COSENZA – La Calabria è ancora una volta protagonista di una triste storia, emblematica della libertà di stampa e, più in generale, di espressione. Una parabola, peraltro, rappresentativa dello stato di queste fondamentali libertà nel nostro Paese e non è di poco rilievo che il nostro territorio sia all’avanguardia in tale frangente.
E, sicuramente, il giornalista Agostino Pantano non sarà particolarmente contento di costituire, nel merito, un caso esemplare. Nel 2010, quando era in forza a “Calabria Ora”, pubblicò la Relazione della Commissione d’accesso che nel 2008 portò allo scioglimento per infiltrazioni mafiose del comune di Taurianova, fatto che gli causò da parte dell’ex sindaco, Rocco Biasi, una querela per diffamazione. Nonostante la decisione del GIP del Tribunale di Cosenza di archiviare il caso, sia per l’insussistente diffamazione che per la diffusione di notizie coperte dal segreto d’ufficio, riconoscendo al giornalista il legittimo “esercizio del diritto di cronaca e di critica politica, sussistendone i presupposti di interesse pubblico, verità della notizia e continenza”, il 16 aprile prossimo, Pantano dovrà comparire davanti al Giudice monocratico del Tribunale di Palmi per rispondere del reato di ricettazione di notizie sottoposte al segreto d’ufficio, ritenendo che il giornalista si sia appropriato in modo illecito della Relazione : un’accusa per la quale rischia fino a 8 anni di reclusione.
Ma anche oggi, come giornalista del Garantista, non gli è andata meglio visto che è stato citato per aver pubblicato articoli, nel gennaio scorso, relativi all’acquisto da parte del Comune di Rosarno dell’ex Cinema Argo, vicenda che vede coinvolti l’ex sindaco Giacomo Francesco Saccomanno e due imprenditori, i fratelli Giovanni e Domenico Garruzzo (l’ultimo dei quali, peraltro, ex consigliere comunale di maggioranza): citazione che gli vede addebitare un risarcimento danni, morale e materiale, pari a mezzo milione di euro.
Ora, non mi interessa dare giudizi entrando nel merito dei fatti : non è di mia competenza.
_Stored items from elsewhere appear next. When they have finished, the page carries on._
// Error taxonomy for the store, the upstream sources and the use cases
use chrono::NaiveDate;
use thiserror::Error;

/// Failure talking to the price store.
#[derive(Debug, Error)]
pub enum StoreError {
    #[error("price store request failed: {0}")]
    Request(String),

    #[error("price store returned an invalid response: {0}")]
    InvalidResponse(String),

    #[error("failed to persist prices for {date}: {reason}")]
    Write { date: NaiveDate, reason: String },
}

/// Failure fetching prices from an upstream source.
#[derive(Debug, Error)]
pub enum UpstreamError {
    #[error("request to {source_name} failed: {reason}")]
    Request { source_name: String, reason: String },

    #[error("request to {source_name} timed out after {seconds}s")]
    Timeout { source_name: String, seconds: u64 },

    #[error("{source_name} responded with a non-successful status code: {status}")]
    Status { source_name: String, status: u16 },

    #[error("failed to parse {source_name} response for {date}: {reason}")]
    Malformed {
        source_name: String,
        date: NaiveDate,
        reason: String,
    },

    #[error("{source_name} has no prices for {date}")]
    NoPrices { source_name: String, date: NaiveDate },
}

/// Reasons a sync run aborts.
#[derive(Debug, Error)]
pub enum SyncError {
    #[error("failed to read the latest persisted price: {0}")]
    Resume(#[source] StoreError),

    #[error("failed to fetch prices for {date}: {source}")]
    Upstream {
        date: NaiveDate,
        #[source]
        source: UpstreamError,
    },

    #[error("failed to persist prices for {date}: {source}")]
    Persistence {
        date: NaiveDate,
        #[source]
        source: StoreError,
    },

    #[error("sync cancelled before {date}")]
    Cancelled { date: NaiveDate },
}

/// Failure answering a reporting query.
#[derive(Debug, Error)]
pub enum PriceError {
    #[error("no prices found for {0}")]
    NoData(NaiveDate),

    #[error(transparent)]
    Store(#[from] StoreError),
}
La giustizia farà il suo corso e darà il suo responso.
E’ certo, però, che (a parte il corollario non edificante della definizione del giornalista come “killer di professione”, pure tacendo degli altri gravi epiteti con i quali è stato apostrofato) il caso di Pantano arricchisce la casistica di una terra dove fare giornalismo sta diventando sempre più difficile. Non è inutile richiamare il caso di un altro giornalista della Piana, Michele Albanese, costretto a vivere sotto scorta e spostarsi in auto blindata.
La minaccia della querela e dell’iniziativa giudiziaria per diffamazione non può diventare uno strumento di oggettiva intimidazione di un lavoro sensibile quale quello nell’informazione, che dovrebbe essere popolato di professionisti liberi di potersi esprimere e di poter fare il loro mestiere liberi da pressioni o più o meno velate minacce. Come legislatore mi sento libero, pertanto, di potermi sbilanciare nel ritenere che occorra rimettere mano alla normativa, affinché fare il giornalista in Calabria non diventi una missione impossibile: in Italia già è difficile.